Brilliant Dilletantes
When No-skill Was Productive

Diedrich Diederichsen attending re:publica 2013
Photo (detail): Tony Sojka/re:publica 2013 (flickr) CC BY-SA 2.0

When you talk about the West German subculture of the 1980s, you come sooner or later to the key concept of the Geniale Dilletanten (i.e.,Brilliant Dilttetantes). In an Interview, the pop theorist Diedrich Diederichsen explains the role that amateurism and self-organization then played in cultural production.

Mr Diederichsen, in 1981 “Die große Untergangsshow – Festival Genialer Dilletanten” (i.e., The Great Downfall Show – Festival of the Brilliant Dilletantes) took place in Berlin at the Tempodrom. Soon after, an anthology appeared under the same title. What were the Brilliant Dilletantes?

You can designate under this heading the Berlin bands that appeared at the festival and are represented in the eponymous book published by Merve. But everybody at that time had long been talking about the productive component of amateurism. There are two very different interpretations of the term. First, praise of abstemiousness towards chords and the related hope that everyone would then be creative. And secondly the idea that no-skill could bring forth the unforeseen and unplannable, greater complexity free of convention. So, either more creative or more and differently creative.

The Brilliant Dilletantes represented both ideas?

At the Berlin festival there were bands like Die Ichs (i.e., The Is) and Sprung aus den Wolken (i.e., Ripcord) that couldn’t do anything but also didn’t develop anything except an easily recognizable Berlin sound, which was simple and blunt yet had the advantage of not sounding like music. The same applied to the Einstürzende Neubauten (i.e., Collapsing New Buildings) in their early days. And then there were others like the Tödliche Doris (i.e., Deadly Doris) and Frieder Butzmann, who confronted the tonal with other parameters like performance. Whether those concerned were in fact amateurs (like Tödliche Doris) or not (like Frieder Butzmann) wasn’t as important as their idea of artistic practice. They were more the second generation of the Fluxus movement than the first generation of amateurism.

International Dilettantism

The discovery of amateurism at this time wasn’t only a German phenomenon.

Naturally a lot of other people also talked about the possibilities of no-skill, also in other countries. My favourite example is Jad Fair, the co-founder of the band Half Japanese. A whole world of amateurism rose up that we owe, among others, to people like the American artist and musician Daniel Johnston. The phenomenon should be seen in global terms.

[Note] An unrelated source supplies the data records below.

//! Storage module for object-storage access
//!
//! Exposes the [`ObjectStore`] seam the handlers depend on, plus the
//! rust-s3 backed client and the factory that builds one per request.

mod error;
pub mod object_store;
mod s3_client;

pub use error::StorageError;
pub use object_store::{ObjectStore, ObjectStoreFactory, StorageObjectRef};
pub use s3_client::S3ClientFactory;
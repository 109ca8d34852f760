mod artifacts;
mod command_line;
mod config;
mod contracts;
mod deploy;
mod error;
mod runner;
mod utils;

use anyhow::Result;
use clap::Parser;
use command_line::CommandLine;

#[tokio::main]
async fn main() -> Result<()> {
    env_logger::init();
    let cmd = CommandLine::parse();
    cmd.execute().await
}
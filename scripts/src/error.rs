use std::path::PathBuf;

use ethers::{
    contract::ContractError,
    providers::Middleware,
    types::{H160, H256},
};

#[derive(Debug, thiserror::Error)]
pub enum ConfigError {
    #[error("unknown network `{0}`, expected one of: hardhat, mainnet, rinkeby")]
    UnknownNetwork(String),

    #[error("missing credential {0}, set it in the environment or in .env")]
    MissingCredential(&'static str),

    #[error("invalid {label} address `{value}`")]
    InvalidAddress { label: &'static str, value: String },

    #[error("invalid rpc url `{0}`")]
    InvalidRpcUrl(String),

    #[error("malformed provider endpoint `{0}`")]
    MalformedEndpoint(String),
}

#[derive(Debug, thiserror::Error)]
pub enum ArtifactError {
    #[error("failed to read artifact {path}: {source}")]
    Read {
        path: PathBuf,
        source: std::io::Error,
    },

    #[error("failed to parse artifact {path}: {source}")]
    Parse {
        path: PathBuf,
        source: serde_json::Error,
    },

    #[error("artifact {0} has no deployable bytecode")]
    MissingBytecode(String),
}

#[derive(Debug, thiserror::Error)]
pub enum ScriptError {
    #[error("configuration error: {0}")]
    Config(#[from] ConfigError),

    #[error(transparent)]
    Artifact(#[from] ArtifactError),

    #[error("no signer available: {0}")]
    NoSignerAvailable(String),

    #[error("contract at {address:?} does not match the expected interface: {reason}")]
    InterfaceMismatch { address: H160, reason: String },

    #[error("remote call failed: {0}")]
    RemoteCall(String),

    #[error("transaction {0:?} was dropped before a receipt was produced")]
    TransactionDropped(H256),
}

impl ScriptError {
    /// Sorts a failed contract call into the error taxonomy. Input or output that
    /// does not encode against the abi means the code at `address` is something else.
    pub fn from_contract<M: Middleware>(address: H160, err: ContractError<M>) -> Self {
        match err {
            ContractError::DecodingError(e) => Self::InterfaceMismatch {
                address,
                reason: e.to_string(),
            },
            ContractError::AbiError(e) => Self::InterfaceMismatch {
                address,
                reason: e.to_string(),
            },
            ContractError::DetokenizationError(e) => Self::InterfaceMismatch {
                address,
                reason: e.to_string(),
            },
            ContractError::ConstructorError => Self::InterfaceMismatch {
                address,
                reason: "constructor arguments given but the abi has no constructor".to_owned(),
            },
            other => Self::RemoteCall(other.to_string()),
        }
    }
}
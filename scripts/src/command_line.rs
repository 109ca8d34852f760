use std::path::PathBuf;

use anyhow::Result;
use clap::{Parser, Subcommand};
use ethers::types::{H160, U256};

use crate::{
    config::{Config, Environment, ProviderEndpoint},
    contracts::{AddressBook, UniswapV2Factory},
    deploy::{Deploy, PairFactory},
    runner::{connect, Runner},
};

#[derive(Debug, Parser)]
#[clap(about = "Scripts against the deployed Uniswap V2 contracts")]
pub struct CommandLine {
    /// Network to connect to: hardhat, mainnet or rinkeby.
    #[clap(short, long)]
    network: Option<String>,

    /// UniswapV2Factory address, defaults to the rinkeby deployment.
    #[clap(short, long)]
    factory: Option<H160>,

    /// Directory holding the compiled Hardhat artifacts.
    #[clap(long, default_value = "artifacts")]
    artifacts: PathBuf,

    #[clap(subcommand)]
    command: Option<Command>,
}

#[derive(Debug, Subcommand)]
enum Command {
    /// Print the number of pairs created by the factory.
    Pairs,
    /// Print the tokens and reserves of the pair at `index`.
    Pair {
        #[clap(short, long)]
        index: u64,
    },
    /// Create a pair for two tokens, LINK/TEST by default.
    CreatePair {
        #[clap(long)]
        token_a: Option<H160>,
        #[clap(long)]
        token_b: Option<H160>,
    },
    /// Deploy a TestERC20 token.
    DeployToken {
        #[clap(long, default_value = "Test Token")]
        name: String,
        #[clap(long, default_value = "TTK")]
        symbol: String,
        #[clap(long, default_value_t = 100_000_000)]
        supply: u128,
    },
    /// Deploy UniswapV2ERC20, UniswapV2Factory and UniswapV2Pair.
    DeployCore {
        /// Defaults to the signer.
        #[clap(long)]
        fee_to_setter: Option<H160>,
    },
    /// List the configured networks.
    Networks,
    /// Print the solc settings of each configured compiler.
    Compilers,
}

impl CommandLine {
    pub async fn execute(self) -> Result<()> {
        let config = Config::load(&Environment::from_env())?;
        let book = AddressBook::rinkeby()?;

        let profile = match &self.network {
            Some(name) => config.network(name)?,
            None => config.default_profile()?,
        };
        log::info!("network:{} chain id:{}", profile.name, profile.chain_id);

        match self.command.unwrap_or(Command::Pairs) {
            Command::Pairs => {
                let client = connect(profile)?;
                let runner =
                    Runner::from_client(client, self.factory.unwrap_or(book.uniswap_v2_factory));
                println!("{}", runner.run().await?);
            }
            Command::Pair { index } => {
                let client = connect(profile)?;
                let runner =
                    Runner::from_client(client, self.factory.unwrap_or(book.uniswap_v2_factory));
                println!("{}", runner.pair_info(U256::from(index)).await?);
            }
            Command::CreatePair { token_a, token_b } => {
                let client = connect(profile)?;
                println!("Deploying contracts with the account: {:?}", client.address());
                let factory =
                    UniswapV2Factory::new(self.factory.unwrap_or(book.uniswap_v2_factory), client);
                let created = PairFactory::create_pair(
                    &factory,
                    token_a.unwrap_or(book.link),
                    token_b.unwrap_or(book.test),
                )
                .await?;
                println!("transaction hash: {:?}", created.transaction_hash);
                println!("pair created at {:?}", created.pair);
                println!("completed");
            }
            Command::DeployToken {
                name,
                symbol,
                supply,
            } => {
                let client = connect(profile)?;
                println!("Deploying contracts with the account: {:?}", client.address());
                let token = Deploy::new(client, self.artifacts)
                    .deploy_test_token(&name, &symbol, U256::from(supply))
                    .await?;
                println!("TestERC20 deployed to: {:?}", token);
            }
            Command::DeployCore { fee_to_setter } => {
                let client = connect(profile)?;
                let deployer = client.address();
                println!("Deploying contracts with the account: {:?}", deployer);
                let core = Deploy::new(client, self.artifacts)
                    .deploy_core(fee_to_setter.unwrap_or(deployer))
                    .await?;
                println!("UniswapV2ERC20 deployed to: {:?}", core.uniswap_v2_erc20);
                println!("UniswapV2Factory deployed to: {:?}", core.uniswap_v2_factory);
                println!("UniswapV2Pair deployed to: {:?}", core.uniswap_v2_pair);
            }
            Command::Networks => {
                for network in &config.networks {
                    let default = if network.name == config.default_network {
                        " (default)"
                    } else {
                        ""
                    };
                    let host = match network.endpoint() {
                        Some(endpoint) => format!("eth-{}", endpoint.network),
                        None => network.rpc_url.clone(),
                    };
                    println!(
                        "{}{}: chain id {}, {}",
                        network.name, default, network.chain_id, host
                    );
                    let upstream = network
                        .forking
                        .as_deref()
                        .and_then(|f| f.parse::<ProviderEndpoint>().ok());
                    if let Some(endpoint) = upstream {
                        println!("  forking eth-{}", endpoint.network);
                    }
                }
                let etherscan = if config.etherscan.api_key.is_some() {
                    "configured"
                } else {
                    "not configured"
                };
                println!("etherscan api key: {}", etherscan);
            }
            Command::Compilers => {
                for compiler in &config.compilers {
                    println!("solc {}: {}", compiler.version, compiler.settings_json());
                }
            }
        }

        Ok(())
    }
}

Today attention falls particularly on the smooth transitions among art, music and film in the subculture of the eighties. Is “interdisciplinary” the right keyword?

Back then no would have said the goal was to mix disciplines. In both areas, in art and in avant-garde pop music, resources were scarce. There weren’t any places where a young joker who wanted to question the avant-garde ideas of the seventies could express himself. It wouldn’t have been enough to have stayed put in your own world, so you played at an art centre.

Booed off the stage

It’s part of amateurism that you not only make music and art yourself and establish venues for it, but also that you’re your own producer and distributor.

The scene organized itself and found headings for this such as Brilliant Dilletantes. There were British models for self-organisation through labels. The British punk singles, with their thick record sleeves, had an incredible fetish value. It became clear that a record needn’t be a standardized product, but rather could be something that you could co-design. Very soon there were successful versions of shops and labels like Zensor in Berlin, Rip Off and ZickZack in Hamburg. Before, festivals were organized by artists like Martin Kippenberger; now there were ZickZack festivals in every city.

How important was the idea of performance, of the theatrical?

The only thing everyone could agree about was that the enemy was called stadium rock, and that it was very theatrical. There were bands from punk circles which found any kind of performance arty, not realizing that what they thought was terrific was also a performance. Punks used to boo people off the stage if they performed too much. Me and my band, the Nachdenkliche Wehrpflichtigen (i.e., Thoughtful Draftees), have sometimes been booed off the stage.
 
Starting 23 April 2015 in Minsk (Belarus) and following with a global tour, the exhibition Geniale Dilettanten (Brilliant Dilletantes) will present the most comprehensive survey of German subculture of the 1980’s to date. It can be seen in Munich’s Haus der Kunst from June–October 2015. Geniale Dilletanten is a touring exhibition by the Goethe-Institut.